Segment Open

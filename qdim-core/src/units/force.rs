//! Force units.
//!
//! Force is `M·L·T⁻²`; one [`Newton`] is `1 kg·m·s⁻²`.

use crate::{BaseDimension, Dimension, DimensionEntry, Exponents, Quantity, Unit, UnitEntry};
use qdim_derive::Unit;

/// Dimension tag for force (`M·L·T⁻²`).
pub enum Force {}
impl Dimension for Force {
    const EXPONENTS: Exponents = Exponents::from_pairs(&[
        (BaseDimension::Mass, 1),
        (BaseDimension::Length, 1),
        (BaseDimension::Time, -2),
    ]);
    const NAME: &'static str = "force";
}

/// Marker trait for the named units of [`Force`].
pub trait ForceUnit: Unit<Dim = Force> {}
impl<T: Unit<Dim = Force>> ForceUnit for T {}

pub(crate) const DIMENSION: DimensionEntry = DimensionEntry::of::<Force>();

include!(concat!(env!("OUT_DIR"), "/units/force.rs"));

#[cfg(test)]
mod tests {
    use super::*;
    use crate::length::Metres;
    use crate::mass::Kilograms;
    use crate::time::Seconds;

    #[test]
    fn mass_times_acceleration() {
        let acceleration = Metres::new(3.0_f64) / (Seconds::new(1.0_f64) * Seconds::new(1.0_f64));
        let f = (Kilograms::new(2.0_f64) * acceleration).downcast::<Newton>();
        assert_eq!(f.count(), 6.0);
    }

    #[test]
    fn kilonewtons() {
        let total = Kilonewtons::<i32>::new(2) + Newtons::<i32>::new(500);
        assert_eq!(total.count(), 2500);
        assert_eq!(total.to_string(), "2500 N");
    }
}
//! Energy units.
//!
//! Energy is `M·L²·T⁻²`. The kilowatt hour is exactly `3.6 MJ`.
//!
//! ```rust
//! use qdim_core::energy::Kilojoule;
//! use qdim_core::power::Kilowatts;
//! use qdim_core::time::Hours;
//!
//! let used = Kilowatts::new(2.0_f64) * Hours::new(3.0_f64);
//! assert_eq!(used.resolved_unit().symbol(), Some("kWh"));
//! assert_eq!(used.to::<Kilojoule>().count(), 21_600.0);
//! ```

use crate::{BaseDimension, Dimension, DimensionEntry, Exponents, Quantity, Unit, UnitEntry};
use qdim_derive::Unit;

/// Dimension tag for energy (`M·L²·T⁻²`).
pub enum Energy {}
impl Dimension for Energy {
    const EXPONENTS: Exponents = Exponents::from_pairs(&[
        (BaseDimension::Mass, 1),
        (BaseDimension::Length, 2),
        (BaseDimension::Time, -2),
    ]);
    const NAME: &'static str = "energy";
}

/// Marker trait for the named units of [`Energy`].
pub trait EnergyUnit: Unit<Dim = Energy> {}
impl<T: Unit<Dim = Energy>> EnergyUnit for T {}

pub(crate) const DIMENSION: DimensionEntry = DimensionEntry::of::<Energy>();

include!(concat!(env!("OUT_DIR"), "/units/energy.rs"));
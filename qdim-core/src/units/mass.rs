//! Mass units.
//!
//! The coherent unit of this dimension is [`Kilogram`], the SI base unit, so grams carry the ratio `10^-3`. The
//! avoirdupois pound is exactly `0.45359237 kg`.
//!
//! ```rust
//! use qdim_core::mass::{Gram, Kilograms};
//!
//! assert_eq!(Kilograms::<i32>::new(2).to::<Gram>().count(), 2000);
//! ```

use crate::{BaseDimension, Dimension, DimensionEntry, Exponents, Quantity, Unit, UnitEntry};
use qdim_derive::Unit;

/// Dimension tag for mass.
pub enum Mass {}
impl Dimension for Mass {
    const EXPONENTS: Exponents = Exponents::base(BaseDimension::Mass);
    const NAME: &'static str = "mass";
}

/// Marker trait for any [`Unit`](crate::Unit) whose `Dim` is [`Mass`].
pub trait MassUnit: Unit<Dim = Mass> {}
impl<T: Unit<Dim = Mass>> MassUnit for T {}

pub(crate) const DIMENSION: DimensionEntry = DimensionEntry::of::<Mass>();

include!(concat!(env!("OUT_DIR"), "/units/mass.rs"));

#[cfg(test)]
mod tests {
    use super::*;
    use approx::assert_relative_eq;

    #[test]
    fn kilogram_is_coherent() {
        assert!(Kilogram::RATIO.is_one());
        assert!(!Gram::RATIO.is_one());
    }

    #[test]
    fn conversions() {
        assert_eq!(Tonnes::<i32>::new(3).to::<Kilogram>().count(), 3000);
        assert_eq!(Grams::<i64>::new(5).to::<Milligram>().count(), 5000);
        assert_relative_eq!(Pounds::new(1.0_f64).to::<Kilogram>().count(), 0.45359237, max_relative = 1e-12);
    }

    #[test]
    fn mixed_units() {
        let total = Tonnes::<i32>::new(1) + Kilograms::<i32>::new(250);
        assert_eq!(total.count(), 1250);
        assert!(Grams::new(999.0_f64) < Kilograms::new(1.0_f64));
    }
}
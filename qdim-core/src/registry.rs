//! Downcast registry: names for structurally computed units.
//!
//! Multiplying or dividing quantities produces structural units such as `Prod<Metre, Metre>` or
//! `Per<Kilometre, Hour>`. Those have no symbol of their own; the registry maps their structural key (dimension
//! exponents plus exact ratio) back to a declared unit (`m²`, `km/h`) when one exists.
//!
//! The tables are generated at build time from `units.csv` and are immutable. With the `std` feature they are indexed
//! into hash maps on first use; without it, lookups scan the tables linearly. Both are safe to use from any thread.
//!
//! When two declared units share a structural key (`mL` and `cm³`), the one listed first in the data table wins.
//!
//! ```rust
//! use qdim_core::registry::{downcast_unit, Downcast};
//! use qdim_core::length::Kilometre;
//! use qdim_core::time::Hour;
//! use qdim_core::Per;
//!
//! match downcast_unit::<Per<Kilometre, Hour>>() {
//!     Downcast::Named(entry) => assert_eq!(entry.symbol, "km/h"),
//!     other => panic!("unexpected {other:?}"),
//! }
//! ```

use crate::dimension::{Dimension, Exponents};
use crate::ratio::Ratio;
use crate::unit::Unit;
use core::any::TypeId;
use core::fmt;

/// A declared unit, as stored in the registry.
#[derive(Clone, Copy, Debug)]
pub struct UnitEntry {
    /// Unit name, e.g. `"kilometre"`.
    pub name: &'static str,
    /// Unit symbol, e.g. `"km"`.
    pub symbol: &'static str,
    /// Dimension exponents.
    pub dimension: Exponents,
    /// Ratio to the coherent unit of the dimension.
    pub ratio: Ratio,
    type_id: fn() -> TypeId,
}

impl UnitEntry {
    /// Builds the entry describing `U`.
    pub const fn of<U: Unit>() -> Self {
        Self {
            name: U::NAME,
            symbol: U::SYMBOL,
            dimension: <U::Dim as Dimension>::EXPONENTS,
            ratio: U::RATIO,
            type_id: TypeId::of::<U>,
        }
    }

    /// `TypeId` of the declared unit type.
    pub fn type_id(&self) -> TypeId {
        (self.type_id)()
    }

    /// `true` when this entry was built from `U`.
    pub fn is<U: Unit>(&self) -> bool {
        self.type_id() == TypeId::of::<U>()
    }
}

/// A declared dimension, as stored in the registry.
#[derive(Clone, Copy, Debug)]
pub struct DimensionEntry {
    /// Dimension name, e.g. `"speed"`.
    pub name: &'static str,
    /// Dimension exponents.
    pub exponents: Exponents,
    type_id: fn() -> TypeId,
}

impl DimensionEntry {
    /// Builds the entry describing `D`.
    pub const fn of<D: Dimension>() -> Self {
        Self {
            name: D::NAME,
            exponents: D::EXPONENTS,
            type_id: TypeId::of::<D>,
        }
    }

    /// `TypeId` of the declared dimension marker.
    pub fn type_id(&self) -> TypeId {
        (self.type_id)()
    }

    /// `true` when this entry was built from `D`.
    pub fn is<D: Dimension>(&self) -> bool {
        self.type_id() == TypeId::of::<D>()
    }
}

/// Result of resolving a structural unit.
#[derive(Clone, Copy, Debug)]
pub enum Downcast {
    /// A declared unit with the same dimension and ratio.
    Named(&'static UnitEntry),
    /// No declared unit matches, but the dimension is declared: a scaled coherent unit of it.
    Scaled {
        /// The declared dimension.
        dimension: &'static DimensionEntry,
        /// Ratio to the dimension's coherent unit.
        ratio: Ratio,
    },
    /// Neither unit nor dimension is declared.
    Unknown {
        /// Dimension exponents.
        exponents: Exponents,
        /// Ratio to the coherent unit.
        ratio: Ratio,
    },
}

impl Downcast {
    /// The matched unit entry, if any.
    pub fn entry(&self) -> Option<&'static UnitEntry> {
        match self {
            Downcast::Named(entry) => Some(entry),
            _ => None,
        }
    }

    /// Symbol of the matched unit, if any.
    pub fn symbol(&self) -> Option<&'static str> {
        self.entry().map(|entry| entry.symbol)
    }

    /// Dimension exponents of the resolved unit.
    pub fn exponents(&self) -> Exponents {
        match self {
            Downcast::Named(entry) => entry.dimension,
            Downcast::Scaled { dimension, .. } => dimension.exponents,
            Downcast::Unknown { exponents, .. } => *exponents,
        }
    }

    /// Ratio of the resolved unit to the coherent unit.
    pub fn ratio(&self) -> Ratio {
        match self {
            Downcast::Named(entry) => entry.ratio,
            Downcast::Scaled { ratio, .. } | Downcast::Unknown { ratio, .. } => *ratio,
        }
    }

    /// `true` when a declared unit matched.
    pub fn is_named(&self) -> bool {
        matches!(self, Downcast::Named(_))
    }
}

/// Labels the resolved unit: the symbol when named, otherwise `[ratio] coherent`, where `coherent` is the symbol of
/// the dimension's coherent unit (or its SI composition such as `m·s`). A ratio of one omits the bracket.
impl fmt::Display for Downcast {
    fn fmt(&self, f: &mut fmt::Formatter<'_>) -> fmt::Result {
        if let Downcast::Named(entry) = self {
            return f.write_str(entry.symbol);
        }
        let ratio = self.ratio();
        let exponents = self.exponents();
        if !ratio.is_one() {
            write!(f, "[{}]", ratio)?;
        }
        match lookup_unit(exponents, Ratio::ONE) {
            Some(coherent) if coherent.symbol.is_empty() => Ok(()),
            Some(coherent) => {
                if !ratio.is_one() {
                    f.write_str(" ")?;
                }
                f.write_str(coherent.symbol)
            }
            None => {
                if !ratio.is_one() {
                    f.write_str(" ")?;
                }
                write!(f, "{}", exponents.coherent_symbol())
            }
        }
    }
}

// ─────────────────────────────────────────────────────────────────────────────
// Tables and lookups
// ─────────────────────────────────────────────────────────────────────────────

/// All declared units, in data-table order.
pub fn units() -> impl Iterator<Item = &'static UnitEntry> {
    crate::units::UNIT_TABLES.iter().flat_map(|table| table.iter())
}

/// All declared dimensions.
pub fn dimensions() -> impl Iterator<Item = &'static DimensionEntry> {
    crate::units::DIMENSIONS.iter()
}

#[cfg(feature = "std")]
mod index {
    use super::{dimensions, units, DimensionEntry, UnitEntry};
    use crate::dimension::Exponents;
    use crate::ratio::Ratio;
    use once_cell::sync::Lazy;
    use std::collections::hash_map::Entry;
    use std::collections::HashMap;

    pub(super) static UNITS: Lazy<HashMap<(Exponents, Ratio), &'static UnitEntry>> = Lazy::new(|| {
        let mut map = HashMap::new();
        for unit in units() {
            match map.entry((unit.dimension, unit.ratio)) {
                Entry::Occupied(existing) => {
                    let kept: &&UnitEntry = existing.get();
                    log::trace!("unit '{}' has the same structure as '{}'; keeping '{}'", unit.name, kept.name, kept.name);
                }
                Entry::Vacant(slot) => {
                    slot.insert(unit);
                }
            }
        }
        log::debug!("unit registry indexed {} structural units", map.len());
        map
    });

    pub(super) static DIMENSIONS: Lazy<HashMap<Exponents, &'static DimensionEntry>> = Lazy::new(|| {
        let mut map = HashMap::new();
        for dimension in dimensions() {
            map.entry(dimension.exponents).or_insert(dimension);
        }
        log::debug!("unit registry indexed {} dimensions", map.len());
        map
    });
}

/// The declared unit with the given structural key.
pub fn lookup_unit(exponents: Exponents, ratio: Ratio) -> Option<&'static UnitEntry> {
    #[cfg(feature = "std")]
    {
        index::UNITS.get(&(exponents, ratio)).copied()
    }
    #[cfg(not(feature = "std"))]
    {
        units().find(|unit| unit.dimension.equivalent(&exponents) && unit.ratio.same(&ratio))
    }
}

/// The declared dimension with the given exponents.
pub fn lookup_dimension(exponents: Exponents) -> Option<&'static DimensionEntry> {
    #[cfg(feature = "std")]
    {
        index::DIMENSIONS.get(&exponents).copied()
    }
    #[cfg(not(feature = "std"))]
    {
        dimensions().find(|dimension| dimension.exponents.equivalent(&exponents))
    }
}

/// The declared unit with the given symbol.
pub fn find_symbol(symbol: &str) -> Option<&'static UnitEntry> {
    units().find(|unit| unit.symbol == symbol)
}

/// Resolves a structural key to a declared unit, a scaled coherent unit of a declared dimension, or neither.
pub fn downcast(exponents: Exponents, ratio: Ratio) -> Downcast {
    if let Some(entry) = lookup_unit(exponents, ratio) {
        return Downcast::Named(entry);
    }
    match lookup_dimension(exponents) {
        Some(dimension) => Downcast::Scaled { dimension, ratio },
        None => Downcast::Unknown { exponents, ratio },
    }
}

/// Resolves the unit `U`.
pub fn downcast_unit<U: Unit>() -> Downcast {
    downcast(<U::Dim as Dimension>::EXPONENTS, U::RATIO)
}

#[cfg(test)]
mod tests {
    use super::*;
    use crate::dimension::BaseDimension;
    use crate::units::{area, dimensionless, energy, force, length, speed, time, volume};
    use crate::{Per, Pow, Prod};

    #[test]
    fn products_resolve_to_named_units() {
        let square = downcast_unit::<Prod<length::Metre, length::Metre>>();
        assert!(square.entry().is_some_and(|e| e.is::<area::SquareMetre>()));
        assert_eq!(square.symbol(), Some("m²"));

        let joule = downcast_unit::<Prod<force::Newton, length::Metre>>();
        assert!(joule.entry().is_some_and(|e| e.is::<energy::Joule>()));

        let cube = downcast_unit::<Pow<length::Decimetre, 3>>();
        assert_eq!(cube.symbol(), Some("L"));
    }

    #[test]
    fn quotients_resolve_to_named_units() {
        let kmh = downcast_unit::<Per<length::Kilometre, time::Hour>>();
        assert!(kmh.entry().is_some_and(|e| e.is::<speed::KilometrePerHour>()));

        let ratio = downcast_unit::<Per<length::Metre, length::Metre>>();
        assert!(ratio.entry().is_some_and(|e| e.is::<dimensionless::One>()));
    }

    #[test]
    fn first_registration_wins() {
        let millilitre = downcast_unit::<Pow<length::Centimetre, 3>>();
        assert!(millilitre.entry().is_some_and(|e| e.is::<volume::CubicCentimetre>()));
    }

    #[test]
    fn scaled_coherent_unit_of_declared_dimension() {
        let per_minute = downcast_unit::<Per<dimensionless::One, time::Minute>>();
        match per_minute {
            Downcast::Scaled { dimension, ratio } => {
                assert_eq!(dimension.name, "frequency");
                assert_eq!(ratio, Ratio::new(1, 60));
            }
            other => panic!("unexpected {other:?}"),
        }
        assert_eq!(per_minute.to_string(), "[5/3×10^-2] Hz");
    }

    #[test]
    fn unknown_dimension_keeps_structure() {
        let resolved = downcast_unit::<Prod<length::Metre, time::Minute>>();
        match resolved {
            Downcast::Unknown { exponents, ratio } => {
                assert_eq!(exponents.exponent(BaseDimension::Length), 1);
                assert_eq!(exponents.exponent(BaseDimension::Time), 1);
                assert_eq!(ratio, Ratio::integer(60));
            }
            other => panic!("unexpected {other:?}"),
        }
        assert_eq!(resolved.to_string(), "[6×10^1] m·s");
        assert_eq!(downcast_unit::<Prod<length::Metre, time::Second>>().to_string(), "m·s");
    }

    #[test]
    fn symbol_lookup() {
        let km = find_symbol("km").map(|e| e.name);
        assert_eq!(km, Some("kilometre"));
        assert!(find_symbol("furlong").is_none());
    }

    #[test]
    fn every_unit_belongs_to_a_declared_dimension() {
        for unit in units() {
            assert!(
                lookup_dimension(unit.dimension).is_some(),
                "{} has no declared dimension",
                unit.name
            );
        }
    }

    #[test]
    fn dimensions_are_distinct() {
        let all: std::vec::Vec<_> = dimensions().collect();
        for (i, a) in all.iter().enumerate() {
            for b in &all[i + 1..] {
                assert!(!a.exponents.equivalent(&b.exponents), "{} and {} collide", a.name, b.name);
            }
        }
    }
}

Segment Closed

__What to produce__
Please print the lines from the start of the records up to and including the line with "pub enum Force", copying each one exactly and leaving out the rest.

__Task output__
filename qdim-core/src/units/force.rs
//! Force units.
//!
//! Force is `M·L·T⁻²`; one [`Newton`] is `1 kg·m·s⁻²`.

use crate::{BaseDimension, Dimension, DimensionEntry, Exponents, Quantity, Unit, UnitEntry};
use qdim_derive::Unit;

/// Dimension tag for force (`M·L·T⁻²`).
pub enum Force {}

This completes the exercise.